Райан продолжал вкалывать шестьдесят, семьдесят, а иногда и восемьдесят часов в неделю, махнув рукой на самые важные аспекты жизни. Он не задумывался ни об отношениях, ни о креативности, наплевательски относился к собственному здоровью. Но хуже всего, он чувствовал, что застрял на одном месте; он не двигался вперед, не рос, не делал ничего хорошего кому-то, кроме себя.

Однажды в понедельник, после очередного пресного совещания, мы с Райаном стояли в коридоре без окон, и я спросил у него, что его воодушевляет. Мучившийся от похмелья, тот уставился на меня, словно олень в свете фар: «Понятия не имею». Он не просто жил от зарплаты до зарплаты, он жил ради зарплаты. Ради вещей. Ради карьеры, которая не приносила ему радости. Ради алкоголя, наркотиков и вредных, опасных привычек. Но на самом деле он даже не жил. Тогда Райан не подозревал, но он пребывал в тяжелейшей депрессии. Он был похож на оболочку потенциального себя.

Совсем другая вечеринка

Во многих отношениях жизнь Райана напоминала заброшенный торговый центр. Годы безудержного потребления, годы охоты за эфемерными удовольствиями и игнорирования людей, годы жадного стремления урвать еще больше привели к образованию внутренней пустоты. Все ушли. Все важное было убрано. Осталась лишь пустая коробка.

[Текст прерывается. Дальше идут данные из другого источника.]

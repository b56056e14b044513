//! Per-source counts and storage footprint, read without taking the writer lock.

use std::collections::{BTreeMap, BTreeSet};
use std::fmt::Write as _;
use std::fs;
use std::path::Path;
use std::str::FromStr;

use anyhow::{bail, Context, Result};
use optrack_adapters::{detail_link, AdapterContext};
use optrack_core::OpportunityRecord;
use optrack_storage::{file_size, validate_source_code, OpenMode, SourceStore, StorePaths};
use serde::{Deserialize, Serialize};
use tracing::warn;

use crate::RunReport;

const STATE_SUFFIXES: [&str; 3] = ["_grants_data.jsonl", "_seen_competitions.json", "_grants.json"];
const PENDING_PREVIEW: usize = 10;

#[derive(Debug, Clone, Default, PartialEq, Eq, Serialize, Deserialize)]
pub struct StorageStats {
    pub log_bytes: u64,
    pub index_bytes: u64,
    pub seen_bytes: u64,
    pub legacy_bytes: u64,
    pub csv_bytes: u64,
    pub total_bytes: u64,
}

impl StorageStats {
    fn measure(paths: &StorePaths) -> Self {
        let log_bytes = file_size(&paths.data());
        let index_bytes = file_size(&paths.index());
        let seen_bytes = file_size(&paths.seen());
        let legacy_bytes = file_size(&paths.legacy_snapshot());
        let csv_bytes = file_size(&paths.csv_export());
        Self {
            log_bytes,
            index_bytes,
            seen_bytes,
            legacy_bytes,
            csv_bytes,
            total_bytes: log_bytes + index_bytes + seen_bytes + legacy_bytes + csv_bytes,
        }
    }
}

/// Enough of a grant to follow it up by hand.
#[derive(Debug, Clone, PartialEq, Eq, Serialize, Deserialize)]
pub struct GrantRef {
    pub competition_id: String,
    pub title: String,
    pub url: String,
}

impl GrantRef {
    /// Identifiers with no stored record, or a record without a link, point at the
    /// detail route under the source's base URL.
    fn resolve(
        identifier: &str,
        records: &BTreeMap<&str, &OpportunityRecord>,
        ctx: &AdapterContext,
    ) -> Self {
        let record = records.get(identifier);
        let url = record
            .map(|r| r.link.clone())
            .filter(|link| !link.is_empty())
            .unwrap_or_else(|| detail_link(ctx.base_url.as_deref(), identifier));
        Self {
            competition_id: identifier.to_string(),
            title: record.map(|r| r.title.clone()).unwrap_or_default(),
            url,
        }
    }
}

#[derive(Debug, Clone, PartialEq, Serialize, Deserialize)]
pub struct SourceStats {
    pub site: String,
    pub grant_count: usize,
    pub seen_ids_count: usize,
    pub records_with_details: usize,
    /// Seen identifiers still waiting for a detail fetch.
    pub grants_without_details: usize,
    pub pending_ids: Vec<String>,
    #[serde(default)]
    pub pending_grants: Vec<GrantRef>,
    /// Grants the last run saw for the first time.
    #[serde(default)]
    pub last_run_new_grants: Vec<GrantRef>,
    pub storage: StorageStats,
    pub last_run: Option<RunReport>,
}

/// `ctx` supplies the base URL for links to grants that have no stored record.
pub fn source_stats(root: &Path, ctx: &AdapterContext) -> Result<SourceStats> {
    let source = ctx.source.as_str();
    let mut store = SourceStore::open(root, source, OpenMode::ReadOnly)
        .with_context(|| format!("opening store for {source} in {}", root.display()))?;
    let records = store
        .latest_records()
        .with_context(|| format!("reading records for {source}"))?;

    let by_id: BTreeMap<&str, &OpportunityRecord> =
        records.iter().map(|r| (r.identifier.as_str(), r)).collect();
    let detailed: BTreeSet<&str> = records
        .iter()
        .filter(|r| r.has_details())
        .map(|r| r.identifier.as_str())
        .collect();
    let pending_ids: Vec<String> = store
        .seen()
        .all()
        .iter()
        .filter(|id| !detailed.contains(id.as_str()))
        .cloned()
        .collect();

    let paths = store.paths().clone();
    let last_run_path = paths.last_run();
    let last_run = if last_run_path.exists() {
        match RunReport::read(&last_run_path) {
            Ok(report) => Some(report),
            Err(err) => {
                warn!(source, err = %format!("{err:#}"), "ignoring unreadable run report");
                None
            }
        }
    } else {
        None
    };

    let pending_grants = pending_ids
        .iter()
        .map(|id| GrantRef::resolve(id, &by_id, ctx))
        .collect();
    let last_run_new_grants = last_run
        .iter()
        .flat_map(|run| run.summary.new_ids.iter())
        .map(|id| GrantRef::resolve(id, &by_id, ctx))
        .collect();

    let seen_ids_count = store.seen().len();
    Ok(SourceStats {
        site: source.to_string(),
        grant_count: records.len(),
        seen_ids_count,
        records_with_details: detailed.len(),
        grants_without_details: seen_ids_count.saturating_sub(detailed.len()),
        pending_ids,
        pending_grants,
        last_run_new_grants,
        storage: StorageStats::measure(&paths),
        last_run,
    })
}

/// Source codes that have any state file under `root`, sorted.
pub fn discover_sources(root: &Path) -> Result<Vec<String>> {
    if !root.exists() {
        return Ok(Vec::new());
    }
    let mut codes = BTreeSet::new();
    let entries = fs::read_dir(root).with_context(|| format!("listing {}", root.display()))?;
    for entry in entries {
        let entry = entry.with_context(|| format!("listing {}", root.display()))?;
        let name = entry.file_name();
        let Some(name) = name.to_str() else {
            continue;
        };
        let code = STATE_SUFFIXES
            .iter()
            .find_map(|suffix| name.strip_suffix(suffix));
        if let Some(code) = code {
            if validate_source_code(code).is_ok() {
                codes.insert(code.to_string());
            }
        }
    }
    Ok(codes.into_iter().collect())
}

pub fn all_stats<F>(root: &Path, context_for: F) -> Result<Vec<SourceStats>>
where
    F: Fn(&str) -> AdapterContext,
{
    discover_sources(root)?
        .iter()
        .map(|code| source_stats(root, &context_for(code)))
        .collect()
}

#[derive(Debug, Clone, Copy, PartialEq, Eq)]
pub enum StatsFormat {
    Text,
    Json,
    Csv,
}

impl FromStr for StatsFormat {
    type Err = anyhow::Error;

    fn from_str(s: &str) -> Result<Self> {
        match s.to_ascii_lowercase().as_str() {
            "text" => Ok(Self::Text),
            "json" => Ok(Self::Json),
            "csv" => Ok(Self::Csv),
            other => bail!("unknown stats format {other:?} (expected text, json or csv)"),
        }
    }
}

pub fn render_stats(stats: &[SourceStats], format: StatsFormat) -> Result<String> {
    match format {
        StatsFormat::Json => serde_json::to_string_pretty(stats).context("serializing stats"),
        StatsFormat::Csv => render_csv(stats),
        StatsFormat::Text => Ok(render_text(stats)),
    }
}

fn render_text(stats: &[SourceStats]) -> String {
    if stats.is_empty() {
        return "no sources with stored state\n".to_string();
    }
    let mut out = String::new();
    for s in stats {
        let _ = writeln!(out, "{}", s.site);
        let _ = writeln!(out, "  grants:            {}", s.grant_count);
        let _ = writeln!(out, "  seen ids:          {}", s.seen_ids_count);
        let _ = writeln!(out, "  with details:      {}", s.records_with_details);
        let _ = writeln!(out, "  awaiting details:  {}", s.grants_without_details);
        if !s.pending_ids.is_empty() {
            let preview: Vec<&str> = s
                .pending_ids
                .iter()
                .take(PENDING_PREVIEW)
                .map(String::as_str)
                .collect();
            let more = s.pending_ids.len().saturating_sub(PENDING_PREVIEW);
            let suffix = if more > 0 { format!(" (+{more} more)") } else { String::new() };
            let _ = writeln!(out, "  pending:           {}{suffix}", preview.join(", "));
        }
        let _ = writeln!(
            out,
            "  storage:           {} bytes (log {}, index {}, seen {})",
            s.storage.total_bytes, s.storage.log_bytes, s.storage.index_bytes, s.storage.seen_bytes
        );
        if let Some(run) = &s.last_run {
            let status = match &run.error {
                Some(err) => format!("failed: {err}"),
                None => run.summary.to_string(),
            };
            let _ = writeln!(
                out,
                "  last run:          {} {} at {}",
                run.mode,
                status,
                run.finished_at.to_rfc3339()
            );
            for grant in s.last_run_new_grants.iter().take(PENDING_PREVIEW) {
                let _ = writeln!(out, "    new {}: {} <{}>", grant.competition_id, grant.title, grant.url);
            }
        }
    }
    out
}

fn render_csv(stats: &[SourceStats]) -> Result<String> {
    let mut csv = csv::Writer::from_writer(Vec::new());
    csv.write_record([
        "site",
        "grant_count",
        "seen_ids_count",
        "records_with_details",
        "grants_without_details",
        "total_bytes",
        "last_run_at",
    ])
    .context("writing stats header")?;
    for s in stats {
        let last_run_at = s
            .last_run
            .as_ref()
            .map(|run| run.finished_at.to_rfc3339())
            .unwrap_or_default();
        csv.write_record([
            s.site.clone(),
            s.grant_count.to_string(),
            s.seen_ids_count.to_string(),
            s.records_with_details.to_string(),
            s.grants_without_details.to_string(),
            s.storage.total_bytes.to_string(),
            last_run_at,
        ])
        .with_context(|| format!("writing stats row for {}", s.site))?;
    }
    let bytes = csv.into_inner().context("flushing stats CSV")?;
    String::from_utf8(bytes).context("stats CSV is not UTF-8")
}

И вот накануне своего тридцатилетия он заметил явные изменения в человеке, который на протяжении двадцати лет оставался его лучшим другом, – во мне. Он сообщил мне, что впервые за долгое время я выгляжу счастливым. Но непонятно почему. Он работал бок о бок со мной в одной и той же компании, взбирался по той же корпоративной лестнице, и до этого момента я казался таким же несчастным страдальцем. Ко всему прочему я пережил два тягостных события – смерть матери и свой развод, так чего это я такой счастливый. И если уж на то пошло, я определенно не мог быть счастливее, чем он!

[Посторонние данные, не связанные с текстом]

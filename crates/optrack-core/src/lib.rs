//! Core domain model for OpTrack: opportunity records, scan candidates and change summaries.

use std::collections::BTreeMap;
use std::fmt;

use chrono::{DateTime, Utc};
use serde::{Deserialize, Serialize};
use serde_json::Value as JsonValue;

pub const CRATE_NAME: &str = "optrack-core";

/// Opaque key/value payload produced by the detail-fetch step.
pub type Details = BTreeMap<String, JsonValue>;

/// Collapse an empty payload to `None` so "has details" has a single representation.
pub fn normalize_details(details: Option<Details>) -> Option<Details> {
    details.filter(|d| !d.is_empty())
}

/// One funding opportunity as persisted in a source's log.
///
/// The serialized field names keep the historical JSON layout (`competition_id`, `site`)
/// so exported snapshots stay readable by older tooling.
#[derive(Debug, Clone, PartialEq, Serialize, Deserialize)]
pub struct OpportunityRecord {
    #[serde(rename = "competition_id")]
    pub identifier: String,
    #[serde(rename = "site")]
    pub source: String,
    #[serde(default)]
    pub title: String,
    #[serde(default)]
    pub link: String,
    #[serde(default)]
    pub description: String,
    #[serde(default, skip_serializing_if = "Option::is_none")]
    pub details: Option<Details>,
    pub first_seen_at: DateTime<Utc>,
    pub last_updated_at: DateTime<Utc>,
}

impl OpportunityRecord {
    /// A detail-less record written when a fast scan first observes an identifier.
    pub fn stub(candidate: &Candidate, now: DateTime<Utc>) -> Self {
        Self {
            identifier: candidate.identifier.trim().to_string(),
            source: candidate.source.clone(),
            title: candidate.title.clone(),
            link: candidate.link.clone(),
            description: candidate.description.clone(),
            details: None,
            first_seen_at: now,
            last_updated_at: now,
        }
    }

    /// A brand-new record carrying the candidate's full payload.
    pub fn from_candidate(candidate: &Candidate, now: DateTime<Utc>) -> Self {
        Self {
            details: normalize_details(candidate.details.clone()),
            ..Self::stub(candidate, now)
        }
    }

    pub fn has_details(&self) -> bool {
        self.details.as_ref().is_some_and(|d| !d.is_empty())
    }

    /// Content equality, ignoring bookkeeping timestamps.
    pub fn same_content(&self, other: &OpportunityRecord) -> bool {
        self.identifier == other.identifier
            && self.source == other.source
            && self.title == other.title
            && self.link == other.link
            && self.description == other.description
            && normalize_details(self.details.clone()) == normalize_details(other.details.clone())
    }

    /// Fold a detail candidate into this stored record.
    ///
    /// Non-empty candidate text fields win, the details payload is replaced wholesale and
    /// `first_seen_at` is preserved.
    pub fn merged_with(&self, candidate: &Candidate, now: DateTime<Utc>) -> Self {
        Self {
            identifier: self.identifier.clone(),
            source: self.source.clone(),
            title: prefer_non_empty(&candidate.title, &self.title),
            link: prefer_non_empty(&candidate.link, &self.link),
            description: prefer_non_empty(&candidate.description, &self.description),
            details: normalize_details(candidate.details.clone()),
            first_seen_at: self.first_seen_at,
            last_updated_at: now,
        }
    }
}

fn prefer_non_empty(preferred: &str, fallback: &str) -> String {
    if preferred.trim().is_empty() {
        fallback.to_string()
    } else {
        preferred.to_string()
    }
}

/// Partial-or-full record handed over by the scraper collaborator.
#[derive(Debug, Clone, Default, PartialEq, Serialize, Deserialize)]
pub struct Candidate {
    pub source: String,
    pub identifier: String,
    #[serde(default)]
    pub title: String,
    #[serde(default)]
    pub link: String,
    #[serde(default)]
    pub description: String,
    #[serde(default)]
    pub details: Option<Details>,
}

impl Candidate {
    pub fn new(source: impl Into<String>, identifier: impl Into<String>) -> Self {
        Self {
            source: source.into(),
            identifier: identifier.into(),
            ..Self::default()
        }
    }

    pub fn with_title(mut self, title: impl Into<String>) -> Self {
        self.title = title.into();
        self
    }

    pub fn with_link(mut self, link: impl Into<String>) -> Self {
        self.link = link.into();
        self
    }

    pub fn with_description(mut self, description: impl Into<String>) -> Self {
        self.description = description.into();
        self
    }

    pub fn with_details(mut self, details: Details) -> Self {
        self.details = Some(details);
        self
    }

    pub fn has_details(&self) -> bool {
        self.details.as_ref().is_some_and(|d| !d.is_empty())
    }
}

/// Which upstream scan strategy produced a candidate batch.
#[derive(Debug, Clone, Copy, PartialEq, Eq, Serialize, Deserialize)]
#[serde(rename_all = "kebab-case")]
pub enum ScanMode {
    FastScan,
    Detail,
}

impl fmt::Display for ScanMode {
    fn fmt(&self, f: &mut fmt::Formatter<'_>) -> fmt::Result {
        match self {
            ScanMode::FastScan => f.write_str("fast-scan"),
            ScanMode::Detail => f.write_str("detail"),
        }
    }
}

#[derive(Debug, Clone, PartialEq, Eq, Serialize, Deserialize)]
#[serde(tag = "kind", rename_all = "snake_case")]
pub enum RejectReason {
    MissingIdentifier,
    SourceMismatch { expected: String, found: String },
    MissingDetails,
}

impl fmt::Display for RejectReason {
    fn fmt(&self, f: &mut fmt::Formatter<'_>) -> fmt::Result {
        match self {
            RejectReason::MissingIdentifier => f.write_str("missing identifier"),
            RejectReason::SourceMismatch { expected, found } => {
                write!(f, "candidate tagged {found:?}, expected {expected:?}")
            }
            RejectReason::MissingDetails => f.write_str("detail candidate without details"),
        }
    }
}

/// A malformed candidate that was skipped during reconciliation.
#[derive(Debug, Clone, PartialEq, Eq, Serialize, Deserialize)]
pub struct RejectedCandidate {
    /// Position of the candidate within its batch.
    pub position: usize,
    pub identifier: Option<String>,
    pub reason: RejectReason,
}

/// Per-run outcome of reconciling one candidate batch.
#[derive(Debug, Clone, Default, PartialEq, Eq, Serialize, Deserialize)]
pub struct ChangeSummary {
    pub new: usize,
    pub known: usize,
    pub new_with_details: usize,
    pub updated: usize,
    pub unchanged: usize,
    pub rejected: usize,
    /// Identifiers first recorded by this run, in batch order.
    #[serde(default)]
    pub new_ids: Vec<String>,
    #[serde(default)]
    pub rejections: Vec<RejectedCandidate>,
}

impl ChangeSummary {
    /// Candidates looked at so far, rejected ones included.
    pub fn processed(&self) -> usize {
        self.new + self.known + self.new_with_details + self.updated + self.unchanged + self.rejected
    }

    /// Number of log appends this summary accounts for.
    pub fn appended(&self) -> usize {
        self.new + self.new_with_details + self.updated
    }

    pub fn reject(&mut self, position: usize, identifier: Option<String>, reason: RejectReason) {
        self.rejected += 1;
        self.rejections.push(RejectedCandidate {
            position,
            identifier,
            reason,
        });
    }
}

impl fmt::Display for ChangeSummary {
    fn fmt(&self, f: &mut fmt::Formatter<'_>) -> fmt::Result {
        write!(
            f,
            "new={} known={} new_with_details={} updated={} unchanged={} rejected={}",
            self.new, self.known, self.new_with_details, self.updated, self.unchanged, self.rejected
        )
    }
}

Райан пригласил меня в изысканный ресторан («Сабвей»), и, пока мы уплетали сэндвичи, он как раз и задал тот вопрос: «Ты чего это, черт тебя дери, такой счастливый?»

Следующие двадцать минут я рассказывал о своем минималистском крестовом походе, расписывал, как упрощал жизнь последние несколько месяцев, избавляясь от хлама и освобождая место для того, что по-настоящему значимо.

Подходя к решению проблем с чрезвычайным рвением, Райан прямо там же, на месте, вознамерился заделаться минималистом. Он взглянул на меня поверх недоеденного заказа и возбужденно объявил:

– Я с тобой!

Но, увидев удивленное выражение моего лица, на котором явственно читалось: «А?» – добавил:

– Я собираюсь стать минималистом!

– Ммм, ладно, – промычал я.

– И что теперь? – допытывался он.

А я понятия не имел. Я ведь не пытался обратить его или кого-либо другого в минимализм, поэтому не знал, что нужно делать. Я описал восемь месяцев расхламления, но для Райана это было слишком медленно. Он жаждал более быстрых результатов.

Секунду спустя меня посетила безумная идея.

– В каком единственном случае тебе приходится перебирать все свое добро за раз?

– Когда? – переспросил Райан.

– Во время переезда, – пояснил я, поскольку сам переехал менее года назад. – А если мы притворимся, что ты переезжаешь?

Сказано – сделано. Там же, в ресторане быстрого обслуживания «Сабвей», мы решили упаковать все имущество Райана, а затем в течение последующих трех недель распаковывать только те вещи, которые понадобятся. Мы окрестили сие действо «упаковочная вечеринка» (стоит добавить слово «вечеринка» к чему угодно, и Райан ни за что ее не пропустит).

В ту же субботу я приехал домой к Райану и помог ему уложить в коробки абсолютно все вещи: кухонную утварь, одежду, электронику, телевизоры, фотографии в рамках, картины, туалетные принадлежности. Все. Мы даже накрыли простынями мебель, чтобы ею не пользоваться. Через девять часов – и несколько заказанных пицц – все предметы были упакованы, а дом пропах картоном. Мы уселись во второй гостиной, вымотанные до предела, разглядывая коробки, штабелями сложенные до середины почти четырехметрового потолка.